第七子模块1097，用于在若所述已使能的ACL统计功能中的动作为all且所述第一配置信息中统计的动作为deny时，保留所述第一端口已有的针对动作deny的计数器，删除所述第一端口已有的针对permit动作的计数器。

进一步地，所述装置还包括：

第二接收模块110，用于接收对第一ACL的更新命令；

第一查找模块111，用于根据所述第一ACL的端口绑定信息，确定所述第一ACL绑定的端口；

第三更新模块112，用于针对所述第一ACL绑定的每个端口，删除该端口上配置的所述第一ACL以及所述第一ACL的流量统计缓存，并将更新后的第一ACL下发至该端口，以及针对所述更新后的第一ACL重建流量统计缓存。

进一步地，所述装置还包括：

第三接收模块113，用于接收第一ACL统计的关闭命令；

第二判断模块114，用于获取所述第一端口的ACL绑定信息，判断所述第一端口是否已绑定有ACL；

第一关闭模块115，用于在所述端口未绑定ACL时，去使能所述第一端口的ACL统计功能；

第二关闭模块116，用于在所述端口已绑定ACL时，去使能所述第一端口的ACL统计功能并删除该端口上所述ACL的流量统计缓存。

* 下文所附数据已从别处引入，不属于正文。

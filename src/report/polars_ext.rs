use chrono::NaiveDate;
use polars::prelude::{
    Column, DataFrame, DataType, JsonFormat, JsonWriter, PlSmallStr, PolarsResult, SerWriter,
};
use serde_json::Value;

use crate::error::{DataError, FolioError, FolioResult, IoError};

/// Days between 0001-01-01 (CE day 1) and 1970-01-01, the epoch of polars `Date`.
const UNIX_EPOCH_DAYS_FROM_CE: i32 = 719_163;

pub(crate) fn polars_to_folio_error(table: &str, e: polars::error::PolarsError) -> FolioError {
    FolioError::Data(DataError::DataFrame(format!(
        "Error while materializing {table} DataFrame: {e}"
    )))
}

/// Converts a calendar date into the physical representation of a polars `Date`.
pub(crate) fn date_to_days(date: NaiveDate) -> i32 {
    chrono::Datelike::num_days_from_ce(&date) - UNIX_EPOCH_DAYS_FROM_CE
}

/// Inverse of [`date_to_days`].
pub(crate) fn days_to_date(days: i32) -> Option<NaiveDate> {
    NaiveDate::from_num_days_from_ce_opt(days.checked_add(UNIX_EPOCH_DAYS_FROM_CE)?)
}

/// Builds a polars `Date` column from calendar dates.
pub(crate) fn date_column(
    name: impl Into<PlSmallStr>,
    dates: impl IntoIterator<Item = NaiveDate>,
) -> PolarsResult<Column> {
    let days = dates.into_iter().map(date_to_days).collect::<Vec<i32>>();
    Column::new(name.into(), days).cast(&DataType::Date)
}

pub trait DataFrameExt {
    fn to_json_rows(&self) -> FolioResult<Vec<serde_json::Map<String, Value>>>;

    /// Reads a non-null `Date` column back into calendar dates.
    fn dates(&self, name: &str) -> FolioResult<Vec<NaiveDate>>;

    /// Reads a non-null `Float64` column.
    fn f64_values(&self, name: &str) -> FolioResult<Vec<f64>>;

    /// Reads a non-null `String` column.
    fn str_values(&self, name: &str) -> FolioResult<Vec<String>>;
}

impl DataFrameExt for DataFrame {
    fn to_json_rows(&self) -> FolioResult<Vec<serde_json::Map<String, Value>>> {
        let height = self.height();
        if height == 0 {
            return Ok(Vec::new());
        }

        // Heuristic: approx 2^6 bytes per cell
        let estimated_row_size = self.width() * (1 << 6);
        let mut buf = Vec::with_capacity(height * estimated_row_size);

        JsonWriter::new(&mut buf)
            .with_json_format(JsonFormat::Json)
            .finish(&mut self.clone())
            .map_err(|e| DataError::DataFrame(e.to_string()))?;

        let json_val: Value = serde_json::from_slice(&buf).map_err(IoError::Json)?;

        match json_val {
            Value::Array(rows) => Ok(rows
                .into_iter()
                .filter_map(|v| match v {
                    Value::Object(map) => Some(map),
                    _ => None,
                })
                .collect()),
            _ => {
                Err(DataError::DataFrame("Polars JSON output was not an array".to_string()).into())
            }
        }
    }

    fn dates(&self, name: &str) -> FolioResult<Vec<NaiveDate>> {
        let column = self
            .column(name)
            .map_err(|e| DataError::DataFrame(format!("Missing column '{name}': {e}")))?;
        let days = column
            .date()
            .map_err(|e| DataError::DataFrame(format!("Column '{name}' is not a date: {e}")))?;

        days.physical()
            .into_iter()
            .enumerate()
            .map(|(row, v)| {
                v.and_then(days_to_date).ok_or_else(|| {
                    DataError::DataFrame(format!("Null or invalid date in '{name}' at row {row}"))
                        .into()
                })
            })
            .collect()
    }

    fn f64_values(&self, name: &str) -> FolioResult<Vec<f64>> {
        let column = self
            .column(name)
            .map_err(|e| DataError::DataFrame(format!("Missing column '{name}': {e}")))?;
        let values = column
            .f64()
            .map_err(|e| DataError::DataFrame(format!("Column '{name}' is not f64: {e}")))?;

        values
            .into_iter()
            .enumerate()
            .map(|(row, v)| {
                v.ok_or_else(|| {
                    DataError::DataFrame(format!("Null value in '{name}' at row {row}")).into()
                })
            })
            .collect()
    }

    fn str_values(&self, name: &str) -> FolioResult<Vec<String>> {
        let column = self
            .column(name)
            .map_err(|e| DataError::DataFrame(format!("Missing column '{name}': {e}")))?;
        let values = column
            .str()
            .map_err(|e| DataError::DataFrame(format!("Column '{name}' is not a string: {e}")))?;

        values
            .into_iter()
            .enumerate()
            .map(|(row, v)| {
                v.map(str::to_string).ok_or_else(|| {
                    DataError::DataFrame(format!("Null value in '{name}' at row {row}")).into()
                })
            })
            .collect()
    }
}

需要说明的是，本发明实施例提供的基于访问控制列表ACL的流量统计装置是应用上述方法的装置，即上述方法的所有实施例均适用于该装置，且均能达到相同或相似的有益效果。

以上所述是本发明的优选实施方式，应当指出，对于本技术领域的普通技术人员来说，在不脱离本发明所述原理的前提下，还可以作出若干改进和润饰，这些改进和润饰也应视为本发明的保护范围。